» Work to complete
Go through the entries below and copy every line that holds the word "Create".

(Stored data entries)
::::::::

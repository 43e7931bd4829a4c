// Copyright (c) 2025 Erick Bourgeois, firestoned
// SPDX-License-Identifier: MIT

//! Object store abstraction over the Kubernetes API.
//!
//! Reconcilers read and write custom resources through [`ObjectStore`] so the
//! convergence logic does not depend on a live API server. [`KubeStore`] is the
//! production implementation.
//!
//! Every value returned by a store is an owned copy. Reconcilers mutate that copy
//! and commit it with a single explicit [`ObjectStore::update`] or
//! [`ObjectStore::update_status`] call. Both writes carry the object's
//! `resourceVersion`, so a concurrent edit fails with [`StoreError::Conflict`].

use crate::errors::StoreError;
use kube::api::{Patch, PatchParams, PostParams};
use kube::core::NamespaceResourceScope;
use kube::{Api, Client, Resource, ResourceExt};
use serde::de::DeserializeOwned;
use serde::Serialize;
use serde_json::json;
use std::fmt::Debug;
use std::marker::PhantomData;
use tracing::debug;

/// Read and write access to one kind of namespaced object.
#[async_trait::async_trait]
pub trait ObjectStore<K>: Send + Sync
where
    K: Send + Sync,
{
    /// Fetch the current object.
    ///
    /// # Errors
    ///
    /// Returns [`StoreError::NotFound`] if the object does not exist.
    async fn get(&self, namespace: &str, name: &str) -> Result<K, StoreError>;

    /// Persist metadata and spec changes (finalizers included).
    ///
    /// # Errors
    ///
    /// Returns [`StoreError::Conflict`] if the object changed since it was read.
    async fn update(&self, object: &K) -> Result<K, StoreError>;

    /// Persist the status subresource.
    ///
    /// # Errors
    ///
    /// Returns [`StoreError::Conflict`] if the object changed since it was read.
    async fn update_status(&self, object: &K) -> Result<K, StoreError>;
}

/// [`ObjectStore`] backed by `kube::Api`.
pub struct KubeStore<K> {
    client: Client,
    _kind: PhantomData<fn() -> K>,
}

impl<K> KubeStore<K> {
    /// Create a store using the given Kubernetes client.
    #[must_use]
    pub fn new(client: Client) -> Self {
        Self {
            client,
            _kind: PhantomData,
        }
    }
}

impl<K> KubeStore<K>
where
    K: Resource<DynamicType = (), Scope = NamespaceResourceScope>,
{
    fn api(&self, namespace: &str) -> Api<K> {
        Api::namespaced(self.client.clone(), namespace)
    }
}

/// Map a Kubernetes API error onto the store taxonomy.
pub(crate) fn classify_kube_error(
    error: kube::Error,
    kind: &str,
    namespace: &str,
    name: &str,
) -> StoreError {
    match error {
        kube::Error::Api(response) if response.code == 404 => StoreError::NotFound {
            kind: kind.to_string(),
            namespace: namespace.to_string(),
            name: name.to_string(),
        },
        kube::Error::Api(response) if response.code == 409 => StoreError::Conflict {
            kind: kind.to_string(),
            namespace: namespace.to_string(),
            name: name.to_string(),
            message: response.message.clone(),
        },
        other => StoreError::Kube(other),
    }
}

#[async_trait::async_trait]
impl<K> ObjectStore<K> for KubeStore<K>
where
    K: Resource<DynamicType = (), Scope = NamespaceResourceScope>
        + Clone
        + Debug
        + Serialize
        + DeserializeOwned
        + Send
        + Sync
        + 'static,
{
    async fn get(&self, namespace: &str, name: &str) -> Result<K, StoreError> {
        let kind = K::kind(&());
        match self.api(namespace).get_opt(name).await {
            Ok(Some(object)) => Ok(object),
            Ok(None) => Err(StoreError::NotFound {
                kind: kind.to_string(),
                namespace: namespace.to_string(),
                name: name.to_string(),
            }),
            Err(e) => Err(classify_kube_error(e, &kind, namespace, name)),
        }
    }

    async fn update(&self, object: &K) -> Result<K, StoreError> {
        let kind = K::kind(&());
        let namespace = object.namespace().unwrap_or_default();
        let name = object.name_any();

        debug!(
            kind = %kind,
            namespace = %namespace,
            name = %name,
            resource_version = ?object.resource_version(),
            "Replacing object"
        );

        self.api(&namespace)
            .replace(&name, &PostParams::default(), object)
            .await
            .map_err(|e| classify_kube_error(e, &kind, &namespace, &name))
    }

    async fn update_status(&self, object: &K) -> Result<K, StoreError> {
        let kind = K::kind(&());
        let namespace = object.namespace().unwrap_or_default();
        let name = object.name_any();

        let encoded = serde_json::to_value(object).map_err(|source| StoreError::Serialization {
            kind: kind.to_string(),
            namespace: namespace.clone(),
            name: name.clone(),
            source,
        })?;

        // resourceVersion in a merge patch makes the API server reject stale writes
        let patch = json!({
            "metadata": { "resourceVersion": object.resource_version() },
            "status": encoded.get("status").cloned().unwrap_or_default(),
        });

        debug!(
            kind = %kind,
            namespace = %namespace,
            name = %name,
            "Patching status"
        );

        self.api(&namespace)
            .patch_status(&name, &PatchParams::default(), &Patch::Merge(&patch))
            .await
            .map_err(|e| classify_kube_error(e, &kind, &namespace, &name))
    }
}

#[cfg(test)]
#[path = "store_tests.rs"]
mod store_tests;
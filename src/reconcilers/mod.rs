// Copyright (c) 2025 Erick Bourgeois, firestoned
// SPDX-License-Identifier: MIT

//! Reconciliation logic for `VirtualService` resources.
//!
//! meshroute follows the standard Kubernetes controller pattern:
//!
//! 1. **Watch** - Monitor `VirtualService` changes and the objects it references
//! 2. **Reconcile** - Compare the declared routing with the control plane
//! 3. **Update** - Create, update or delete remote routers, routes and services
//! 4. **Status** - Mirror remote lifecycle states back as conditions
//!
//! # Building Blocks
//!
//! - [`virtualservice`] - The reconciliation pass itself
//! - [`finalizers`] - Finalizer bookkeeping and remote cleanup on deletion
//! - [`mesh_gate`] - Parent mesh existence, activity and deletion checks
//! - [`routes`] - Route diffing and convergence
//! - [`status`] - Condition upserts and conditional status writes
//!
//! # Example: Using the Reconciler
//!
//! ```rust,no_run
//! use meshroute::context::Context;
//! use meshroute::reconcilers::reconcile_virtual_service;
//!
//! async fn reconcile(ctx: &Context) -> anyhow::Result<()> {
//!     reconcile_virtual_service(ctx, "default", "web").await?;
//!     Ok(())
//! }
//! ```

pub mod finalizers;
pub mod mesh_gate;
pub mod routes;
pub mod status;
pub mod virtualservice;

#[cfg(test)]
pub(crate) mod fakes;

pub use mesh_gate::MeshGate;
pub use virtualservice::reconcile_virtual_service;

::::::::

» Solution for this task
    /// Create a store using the given Kubernetes client.
//! 3. **Update** - Create, update or delete remote routers, routes and services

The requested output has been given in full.